● **EXERCISE PROMPT**
The lines to be copied are those below that contain "ndarray".

● **Saved entries**
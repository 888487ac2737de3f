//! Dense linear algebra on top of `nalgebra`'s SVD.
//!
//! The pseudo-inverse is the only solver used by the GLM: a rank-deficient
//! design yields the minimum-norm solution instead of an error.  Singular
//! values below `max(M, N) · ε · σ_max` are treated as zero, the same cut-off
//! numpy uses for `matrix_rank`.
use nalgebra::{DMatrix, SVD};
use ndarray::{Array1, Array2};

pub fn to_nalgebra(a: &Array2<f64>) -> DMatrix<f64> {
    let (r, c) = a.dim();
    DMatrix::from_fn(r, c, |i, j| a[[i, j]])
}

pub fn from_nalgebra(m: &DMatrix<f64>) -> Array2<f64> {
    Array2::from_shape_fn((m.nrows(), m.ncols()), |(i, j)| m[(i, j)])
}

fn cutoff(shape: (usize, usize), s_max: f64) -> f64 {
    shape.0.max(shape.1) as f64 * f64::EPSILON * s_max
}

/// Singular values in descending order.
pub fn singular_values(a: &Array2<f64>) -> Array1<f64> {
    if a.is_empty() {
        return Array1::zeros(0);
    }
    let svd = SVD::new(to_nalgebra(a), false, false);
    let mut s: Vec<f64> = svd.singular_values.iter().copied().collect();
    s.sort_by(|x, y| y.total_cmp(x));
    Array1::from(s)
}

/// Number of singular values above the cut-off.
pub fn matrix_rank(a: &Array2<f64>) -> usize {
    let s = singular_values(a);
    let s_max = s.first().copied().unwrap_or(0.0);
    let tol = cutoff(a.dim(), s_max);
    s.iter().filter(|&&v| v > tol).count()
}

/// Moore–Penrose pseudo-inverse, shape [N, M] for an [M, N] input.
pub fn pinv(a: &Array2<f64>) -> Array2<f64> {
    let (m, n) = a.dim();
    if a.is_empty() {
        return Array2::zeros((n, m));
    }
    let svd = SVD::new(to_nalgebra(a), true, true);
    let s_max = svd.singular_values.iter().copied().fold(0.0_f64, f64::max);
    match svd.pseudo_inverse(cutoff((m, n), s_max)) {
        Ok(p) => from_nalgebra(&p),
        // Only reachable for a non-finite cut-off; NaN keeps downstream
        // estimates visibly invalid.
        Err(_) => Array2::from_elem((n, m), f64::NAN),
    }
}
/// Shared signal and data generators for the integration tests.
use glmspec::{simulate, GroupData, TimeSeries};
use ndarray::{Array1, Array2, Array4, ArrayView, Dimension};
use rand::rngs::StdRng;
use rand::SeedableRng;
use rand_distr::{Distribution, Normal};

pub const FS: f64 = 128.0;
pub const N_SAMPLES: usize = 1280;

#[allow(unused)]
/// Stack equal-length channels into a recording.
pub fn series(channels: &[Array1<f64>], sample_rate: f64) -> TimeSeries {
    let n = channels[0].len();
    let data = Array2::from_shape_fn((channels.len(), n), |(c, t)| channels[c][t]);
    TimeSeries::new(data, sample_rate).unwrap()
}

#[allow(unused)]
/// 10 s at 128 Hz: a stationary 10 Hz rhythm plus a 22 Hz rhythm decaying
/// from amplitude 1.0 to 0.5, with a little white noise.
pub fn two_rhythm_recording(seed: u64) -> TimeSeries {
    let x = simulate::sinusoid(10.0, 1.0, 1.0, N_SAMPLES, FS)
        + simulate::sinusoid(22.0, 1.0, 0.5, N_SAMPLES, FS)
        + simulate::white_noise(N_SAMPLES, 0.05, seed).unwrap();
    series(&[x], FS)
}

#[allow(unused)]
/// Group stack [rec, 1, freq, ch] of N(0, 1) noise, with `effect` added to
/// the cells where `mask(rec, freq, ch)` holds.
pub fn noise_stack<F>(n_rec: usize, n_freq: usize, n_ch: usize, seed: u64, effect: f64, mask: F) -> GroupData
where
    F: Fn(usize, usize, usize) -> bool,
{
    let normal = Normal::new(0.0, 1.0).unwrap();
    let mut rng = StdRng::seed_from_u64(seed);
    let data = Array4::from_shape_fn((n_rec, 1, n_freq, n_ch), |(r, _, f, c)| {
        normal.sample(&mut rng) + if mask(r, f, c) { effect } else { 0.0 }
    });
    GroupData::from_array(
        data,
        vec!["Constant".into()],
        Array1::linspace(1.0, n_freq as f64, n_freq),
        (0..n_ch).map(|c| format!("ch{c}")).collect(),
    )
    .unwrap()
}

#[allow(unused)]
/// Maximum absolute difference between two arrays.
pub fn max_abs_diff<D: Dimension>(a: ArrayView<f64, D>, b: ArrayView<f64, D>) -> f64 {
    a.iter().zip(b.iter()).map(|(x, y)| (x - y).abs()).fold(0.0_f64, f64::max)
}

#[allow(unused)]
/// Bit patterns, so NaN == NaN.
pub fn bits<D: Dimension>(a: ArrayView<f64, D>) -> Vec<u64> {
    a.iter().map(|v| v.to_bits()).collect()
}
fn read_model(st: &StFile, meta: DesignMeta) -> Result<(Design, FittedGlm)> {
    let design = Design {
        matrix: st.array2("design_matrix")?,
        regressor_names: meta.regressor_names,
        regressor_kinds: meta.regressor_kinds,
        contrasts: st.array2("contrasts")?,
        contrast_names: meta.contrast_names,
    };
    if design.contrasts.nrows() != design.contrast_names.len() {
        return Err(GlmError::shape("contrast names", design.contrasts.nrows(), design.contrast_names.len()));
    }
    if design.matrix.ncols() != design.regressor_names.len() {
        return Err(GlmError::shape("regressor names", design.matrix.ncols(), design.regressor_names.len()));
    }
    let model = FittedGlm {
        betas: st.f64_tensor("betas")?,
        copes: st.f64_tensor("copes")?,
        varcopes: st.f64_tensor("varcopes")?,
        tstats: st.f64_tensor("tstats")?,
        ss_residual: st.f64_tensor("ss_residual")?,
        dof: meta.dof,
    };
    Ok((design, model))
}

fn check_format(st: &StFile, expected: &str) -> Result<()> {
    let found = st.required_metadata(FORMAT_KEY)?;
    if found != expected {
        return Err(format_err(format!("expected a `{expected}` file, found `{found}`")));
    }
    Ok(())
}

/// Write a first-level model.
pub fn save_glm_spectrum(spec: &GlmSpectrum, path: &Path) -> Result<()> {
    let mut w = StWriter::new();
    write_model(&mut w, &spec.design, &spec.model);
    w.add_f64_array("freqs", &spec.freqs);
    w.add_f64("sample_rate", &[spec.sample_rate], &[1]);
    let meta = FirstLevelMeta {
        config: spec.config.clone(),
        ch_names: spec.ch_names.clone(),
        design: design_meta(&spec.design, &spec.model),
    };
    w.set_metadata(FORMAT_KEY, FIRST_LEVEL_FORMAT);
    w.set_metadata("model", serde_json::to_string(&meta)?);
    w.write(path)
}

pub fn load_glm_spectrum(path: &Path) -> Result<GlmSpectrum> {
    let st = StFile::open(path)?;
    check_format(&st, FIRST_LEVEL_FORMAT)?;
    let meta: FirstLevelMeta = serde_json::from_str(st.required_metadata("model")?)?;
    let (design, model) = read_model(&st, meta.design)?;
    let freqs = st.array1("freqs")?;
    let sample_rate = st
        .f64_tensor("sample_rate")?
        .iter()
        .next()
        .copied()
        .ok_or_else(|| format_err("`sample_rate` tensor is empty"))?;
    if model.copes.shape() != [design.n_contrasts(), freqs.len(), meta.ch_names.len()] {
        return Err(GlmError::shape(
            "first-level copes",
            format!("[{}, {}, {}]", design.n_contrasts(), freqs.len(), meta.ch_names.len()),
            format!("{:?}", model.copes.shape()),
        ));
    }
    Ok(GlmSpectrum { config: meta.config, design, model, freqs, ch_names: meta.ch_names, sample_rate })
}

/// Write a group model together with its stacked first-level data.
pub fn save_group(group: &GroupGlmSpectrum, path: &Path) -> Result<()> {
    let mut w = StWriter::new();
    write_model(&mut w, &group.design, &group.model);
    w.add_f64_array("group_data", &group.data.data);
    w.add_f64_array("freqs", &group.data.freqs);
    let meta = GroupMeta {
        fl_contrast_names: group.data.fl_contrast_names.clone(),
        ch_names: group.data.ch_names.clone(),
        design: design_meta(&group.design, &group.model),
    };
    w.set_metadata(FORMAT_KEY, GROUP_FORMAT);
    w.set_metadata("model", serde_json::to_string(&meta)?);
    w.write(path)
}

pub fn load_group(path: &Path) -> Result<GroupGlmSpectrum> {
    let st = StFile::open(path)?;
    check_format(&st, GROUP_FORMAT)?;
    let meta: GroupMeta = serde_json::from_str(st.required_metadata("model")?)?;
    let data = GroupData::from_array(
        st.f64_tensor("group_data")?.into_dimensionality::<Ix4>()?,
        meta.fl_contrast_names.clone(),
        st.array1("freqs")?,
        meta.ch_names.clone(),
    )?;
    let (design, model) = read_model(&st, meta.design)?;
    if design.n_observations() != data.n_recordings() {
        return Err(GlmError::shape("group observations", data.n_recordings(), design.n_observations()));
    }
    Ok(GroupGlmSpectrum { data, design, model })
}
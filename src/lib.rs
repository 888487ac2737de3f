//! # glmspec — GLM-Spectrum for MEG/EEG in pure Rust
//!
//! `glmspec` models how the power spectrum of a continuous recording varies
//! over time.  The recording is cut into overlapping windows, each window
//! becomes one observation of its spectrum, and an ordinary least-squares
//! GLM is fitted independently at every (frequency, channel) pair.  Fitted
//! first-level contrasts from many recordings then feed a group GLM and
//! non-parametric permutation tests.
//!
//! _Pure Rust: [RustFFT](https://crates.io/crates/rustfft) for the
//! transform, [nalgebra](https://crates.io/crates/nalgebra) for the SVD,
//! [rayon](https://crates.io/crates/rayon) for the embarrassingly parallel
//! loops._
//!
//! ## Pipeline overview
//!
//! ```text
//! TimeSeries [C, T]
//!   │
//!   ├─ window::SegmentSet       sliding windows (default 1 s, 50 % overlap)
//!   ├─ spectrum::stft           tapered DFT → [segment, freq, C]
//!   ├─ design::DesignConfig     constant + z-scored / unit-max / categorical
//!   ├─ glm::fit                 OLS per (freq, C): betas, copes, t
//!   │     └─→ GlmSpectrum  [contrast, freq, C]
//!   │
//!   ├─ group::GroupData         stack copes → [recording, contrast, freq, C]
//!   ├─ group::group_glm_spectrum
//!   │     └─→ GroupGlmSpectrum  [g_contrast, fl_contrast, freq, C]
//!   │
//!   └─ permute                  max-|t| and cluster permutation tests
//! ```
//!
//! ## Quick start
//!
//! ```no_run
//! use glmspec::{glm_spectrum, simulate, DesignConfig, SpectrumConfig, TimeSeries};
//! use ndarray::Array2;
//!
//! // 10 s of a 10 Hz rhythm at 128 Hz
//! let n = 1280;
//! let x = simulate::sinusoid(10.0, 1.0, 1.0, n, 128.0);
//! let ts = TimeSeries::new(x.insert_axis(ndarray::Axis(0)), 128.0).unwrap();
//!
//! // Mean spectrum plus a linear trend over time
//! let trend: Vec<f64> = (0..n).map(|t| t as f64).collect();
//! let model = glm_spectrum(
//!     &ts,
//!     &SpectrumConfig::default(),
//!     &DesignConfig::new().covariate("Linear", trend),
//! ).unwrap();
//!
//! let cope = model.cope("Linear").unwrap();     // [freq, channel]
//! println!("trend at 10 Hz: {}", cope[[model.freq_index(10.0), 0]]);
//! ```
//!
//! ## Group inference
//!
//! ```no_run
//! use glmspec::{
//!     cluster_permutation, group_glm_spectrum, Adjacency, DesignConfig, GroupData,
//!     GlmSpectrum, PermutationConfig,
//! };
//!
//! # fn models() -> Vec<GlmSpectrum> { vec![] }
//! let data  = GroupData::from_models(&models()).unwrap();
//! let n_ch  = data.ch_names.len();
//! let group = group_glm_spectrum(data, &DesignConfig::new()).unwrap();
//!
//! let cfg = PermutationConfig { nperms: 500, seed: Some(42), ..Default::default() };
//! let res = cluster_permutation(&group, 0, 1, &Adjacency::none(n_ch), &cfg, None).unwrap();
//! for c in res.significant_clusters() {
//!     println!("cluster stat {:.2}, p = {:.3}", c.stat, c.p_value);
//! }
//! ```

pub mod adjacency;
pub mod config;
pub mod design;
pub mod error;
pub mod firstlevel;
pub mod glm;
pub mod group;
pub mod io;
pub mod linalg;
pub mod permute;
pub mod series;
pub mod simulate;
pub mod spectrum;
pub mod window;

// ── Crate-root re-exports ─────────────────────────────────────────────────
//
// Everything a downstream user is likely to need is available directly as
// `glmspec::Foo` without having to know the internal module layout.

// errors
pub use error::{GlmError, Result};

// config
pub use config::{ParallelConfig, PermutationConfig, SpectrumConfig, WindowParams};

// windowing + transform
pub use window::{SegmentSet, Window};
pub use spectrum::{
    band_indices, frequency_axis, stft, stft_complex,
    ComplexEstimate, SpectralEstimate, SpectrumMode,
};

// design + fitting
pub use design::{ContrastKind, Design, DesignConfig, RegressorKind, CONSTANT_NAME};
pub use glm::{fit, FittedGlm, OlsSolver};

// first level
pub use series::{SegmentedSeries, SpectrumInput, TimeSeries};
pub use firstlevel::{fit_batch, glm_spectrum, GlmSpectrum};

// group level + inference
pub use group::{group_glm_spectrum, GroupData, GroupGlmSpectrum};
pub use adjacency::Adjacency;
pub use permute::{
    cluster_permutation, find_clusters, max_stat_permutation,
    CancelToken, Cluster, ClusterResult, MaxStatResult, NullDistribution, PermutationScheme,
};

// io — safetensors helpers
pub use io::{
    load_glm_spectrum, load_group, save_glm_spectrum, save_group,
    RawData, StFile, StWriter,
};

● **ANSWER FOR THIS EXERCISE**
use ndarray::{Array1, Array2};
use ndarray::{Array1, Array2, Array4, ArrayView, Dimension};
//! use ndarray::Array2;
//! let ts = TimeSeries::new(x.insert_axis(ndarray::Axis(0)), 128.0).unwrap();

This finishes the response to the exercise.